*** Opening DATA TO USE ***

//! Read-only configuration handed to the driver by the host. Mirrors what
//! the host stores in its scene/camera/layer property groups.

use serde::{Deserialize, Serialize};

use crate::channel::ChannelKind;

/// Everything the driver needs to know for one render invocation
#[derive(Debug, Clone, Serialize, Deserialize)]
#[serde(default)]
pub struct RenderSettings {
    /// Base film resolution before scaling and border cropping
    pub film_width: u32,
    pub film_height: u32,
    /// Resolution scale in percent (100 = full size)
    pub resolution_percent: u32,
    /// Optional border crop region (fractions of the frame)
    pub border: Option<Border>,
    /// Multi-frame render (animation) - disables the fast refresh phase
    /// and always requires a halt condition
    pub is_animation: bool,
    pub imagepipeline: ImagepipelineSettings,
    pub display: DisplaySettings,
    pub config: EngineConfig,
    /// Global halt condition, used by layers that don't override it
    pub halt: HaltSettings,
    pub layers: Vec<LayerSettings>,
    /// Configured light groups, in channel index order
    pub lightgroups: Vec<LightGroup>,
}

impl Default for RenderSettings {
    fn default() -> Self {
        Self {
            film_width: 1920,
            film_height: 1080,
            resolution_percent: 100,
            border: None,
            is_animation: false,
            imagepipeline: ImagepipelineSettings::default(),
            display: DisplaySettings::default(),
            config: EngineConfig::default(),
            halt: HaltSettings::default(),
            layers: vec![LayerSettings::new("RenderLayer")],
            lightgroups: Vec::new(),
        }
    }
}

impl RenderSettings {
    /// Effective film size with the resolution scale and border crop
    /// applied, never zero
    pub fn filmsize(&self) -> (usize, usize) {
        let scale = self.resolution_percent as f32 / 100.0;
        let (mut width, mut height) = (
            self.film_width as f32 * scale,
            self.film_height as f32 * scale,
        );
        if let Some(border) = &self.border {
            width *= (border.x_max - border.x_min).clamp(0.0, 1.0);
            height *= (border.y_max - border.y_min).clamp(0.0, 1.0);
        }
        ((width.round() as usize).max(1), (height.round() as usize).max(1))
    }

    pub fn enabled_layers(&self) -> impl Iterator<Item = &LayerSettings> {
        self.layers.iter().filter(|layer| layer.enabled)
    }
}

/// Border crop region as fractions of the full frame
#[derive(Debug, Clone, Copy, Serialize, Deserialize)]
pub struct Border {
    pub x_min: f32,
    pub x_max: f32,
    pub y_min: f32,
    pub y_max: f32,
}

/// Imagepipeline configuration relevant to the driver
#[derive(Debug, Clone, Default, Serialize, Deserialize)]
#[serde(default)]
pub struct ImagepipelineSettings {
    /// Render the world background transparent (4-channel combined output)
    pub transparent_film: bool,
    pub tonemapper: TonemapperSettings,
}

#[derive(Debug, Clone, Copy, PartialEq, Eq, Serialize, Deserialize)]
pub enum TonemapperKind {
    /// Brightness controlled by a fixed gain (or auto-detected)
    Linear,
    /// Camera settings (ISO, f-stop, shutter)
    LuxLinear,
    /// Reinhard, adapts to image brightness
    Reinhard,
}

#[derive(Debug, Clone, Serialize, Deserialize)]
#[serde(default)]
pub struct TonemapperSettings {
    pub kind: TonemapperKind,
    /// Auto-detect optimal brightness (Linear only)
    pub use_autolinear: bool,
    pub linear_scale: f32,
}

impl Default for TonemapperSettings {
    fn default() -> Self {
        Self {
            kind: TonemapperKind::Linear,
            use_autolinear: true,
            linear_scale: 0.5,
        }
    }
}

impl TonemapperSettings {
    /// Automatic tonemappers adapt to image content, which makes multiple
    /// render layers come out with different brightness
    pub fn is_automatic(&self) -> bool {
        let autolinear = self.kind == TonemapperKind::Linear && self.use_autolinear;
        autolinear || self.kind == TonemapperKind::Reinhard
    }
}

/// Film display refresh configuration
#[derive(Debug, Clone, Copy, Serialize, Deserialize)]
#[serde(default)]
pub struct DisplaySettings {
    /// Seconds between full film refreshes in the steady phase
    pub interval: f32,
}

impl Default for DisplaySettings {
    fn default() -> Self {
        Self { interval: 10.0 }
    }
}

impl DisplaySettings {
    /// Refresh cadence for the fast startup phase: never slower than one
    /// second, so the user quickly sees an image forming
    pub fn shortest_interval(&self) -> f32 {
        self.interval.min(1.0)
    }
}

/// Engine-level configuration the driver consults
#[derive(Debug, Clone, Default, Serialize, Deserialize)]
#[serde(default)]
pub struct EngineConfig {
    /// Only serialize the scene to disk instead of rendering
    pub use_filesaver: bool,
    pub filesaver_format: FilesaverFormat,
    pub path: PathSettings,
}

#[derive(Debug, Clone, Copy, Default, PartialEq, Eq, Serialize, Deserialize)]
pub enum FilesaverFormat {
    /// Single binary scene file
    Bin,
    /// Text scene description in a directory
    #[default]
    Txt,
}

/// Path tracer settings relevant to the driver
#[derive(Debug, Clone, Copy, Default, Serialize, Deserialize)]
#[serde(default)]
pub struct PathSettings {
    /// Radiance clamping enabled - when off, the driver suggests a clamp
    /// value once per render
    pub use_clamping: bool,
    pub clamp_value: f32,
}

/// Halt condition. On a layer, `enable` means the layer overrides the
/// global condition with its own.
#[derive(Debug, Clone, Copy, Serialize, Deserialize)]
#[serde(default)]
pub struct HaltSettings {
    pub enable: bool,
    pub use_time: bool,
    /// Seconds
    pub time: u32,
    pub use_samples: bool,
    pub samples: u32,
    pub use_noise_threshold: bool,
    pub noise_threshold: f32,
}

impl Default for HaltSettings {
    fn default() -> Self {
        Self {
            enable: false,
            use_time: false,
            time: 600,
            use_samples: false,
            samples: 500,
            use_noise_threshold: false,
            noise_threshold: 5.0 / 256.0,
        }
    }
}

impl HaltSettings {
    /// A halt condition only counts if it is enabled and at least one
    /// criterion is active
    pub fn is_enabled(&self) -> bool {
        self.enable && (self.use_time || self.use_samples || self.use_noise_threshold)
    }
}

/// One output layer of the render
#[derive(Debug, Clone, Serialize, Deserialize)]
#[serde(default)]
pub struct LayerSettings {
    pub name: String,
    pub enabled: bool,
    /// Per-layer halt override (`halt.enable` opts into overriding)
    pub halt: HaltSettings,
    /// Channels enabled for this layer besides the combined image
    pub aovs: Vec<ChannelKind>,
}

impl Default for LayerSettings {
    fn default() -> Self {
        Self::new("RenderLayer")
    }
}

impl LayerSettings {
    pub fn new(name: impl Into<String>) -> Self {
        Self {
            name: name.into(),
            enabled: true,
            halt: HaltSettings::default(),
            aovs: Vec::new(),
        }
    }
}

/// User-defined partition of scene lights with its own radiance channel
#[derive(Debug, Clone, Serialize, Deserialize)]
pub struct LightGroup {
    /// User-facing name, also the pass name
    pub name: String,
}

impl LightGroup {
    pub fn new(name: impl Into<String>) -> Self {
        Self { name: name.into() }
    }
}

#[cfg(test)]
mod tests {
    use super::*;

    #[test]
    fn filmsize_without_border_is_full_frame() {
        let settings = RenderSettings {
            film_width: 800,
            film_height: 600,
            ..RenderSettings::default()
        };
        assert_eq!(settings.filmsize(), (800, 600));
    }

    #[test]
    fn filmsize_applies_resolution_percent() {
        let settings = RenderSettings {
            film_width: 800,
            film_height: 600,
            resolution_percent: 50,
            ..RenderSettings::default()
        };
        assert_eq!(settings.filmsize(), (400, 300));
    }

    #[test]
    fn filmsize_applies_border_crop() {
        let settings = RenderSettings {
            film_width: 1000,
            film_height: 500,
            border: Some(Border {
                x_min: 0.25,
                x_max: 0.75,
                y_min: 0.0,
                y_max: 0.5,
            }),
            ..RenderSettings::default()
        };
        assert_eq!(settings.filmsize(), (500, 250));
    }

    #[test]
    fn filmsize_never_collapses_to_zero() {
        let settings = RenderSettings {
            film_width: 10,
            film_height: 10,
            border: Some(Border {
                x_min: 0.5,
                x_max: 0.5,
                y_min: 0.5,
                y_max: 0.5,
            }),
            ..RenderSettings::default()
        };
        assert_eq!(settings.filmsize(), (1, 1));
    }

    #[test]
    fn halt_needs_enable_and_a_criterion() {
        let mut halt = HaltSettings::default();
        assert!(!halt.is_enabled());

        halt.enable = true;
        assert!(!halt.is_enabled()); // enabled but no criterion

        halt.use_samples = true;
        assert!(halt.is_enabled());
    }

    #[test]
    fn autolinear_and_reinhard_are_automatic() {
        let mut tm = TonemapperSettings::default();
        assert!(tm.is_automatic()); // Linear + autolinear

        tm.use_autolinear = false;
        assert!(!tm.is_automatic());

        tm.kind = TonemapperKind::Reinhard;
        assert!(tm.is_automatic());

        tm.kind = TonemapperKind::LuxLinear;
        assert!(!tm.is_automatic());
    }

    #[test]
    fn enabled_layers_filters_disabled() {
        let mut settings = RenderSettings::default();
        settings.layers = vec![
            LayerSettings::new("a"),
            LayerSettings {
                enabled: false,
                ..LayerSettings::new("b")
            },
            LayerSettings::new("c"),
        ];

        let names: Vec<_> = settings.enabled_layers().map(|l| l.name.as_str()).collect();
        assert_eq!(names, ["a", "c"]);
    }

    #[test]
    fn settings_roundtrip_through_json() {
        let mut settings = RenderSettings::default();
        settings.layers[0].aovs = vec![ChannelKind::Depth, ChannelKind::Other("FOO".into())];
        settings.lightgroups.push(LightGroup::new("key"));

        let json = serde_json::to_string(&settings).unwrap();
        let back: RenderSettings = serde_json::from_str(&json).unwrap();

        assert_eq!(back.layers[0].aovs, settings.layers[0].aovs);
        assert_eq!(back.lightgroups[0].name, "key");
    }
}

*** Closing DATA TO USE ***

- [PROBLEM TO SOLVE]
Where the string "PathSettings" appears in a line of the entries above, return that line.

- [OUTPUT FOR THIS TASK]
    pub path: PathSettings,
pub struct PathSettings {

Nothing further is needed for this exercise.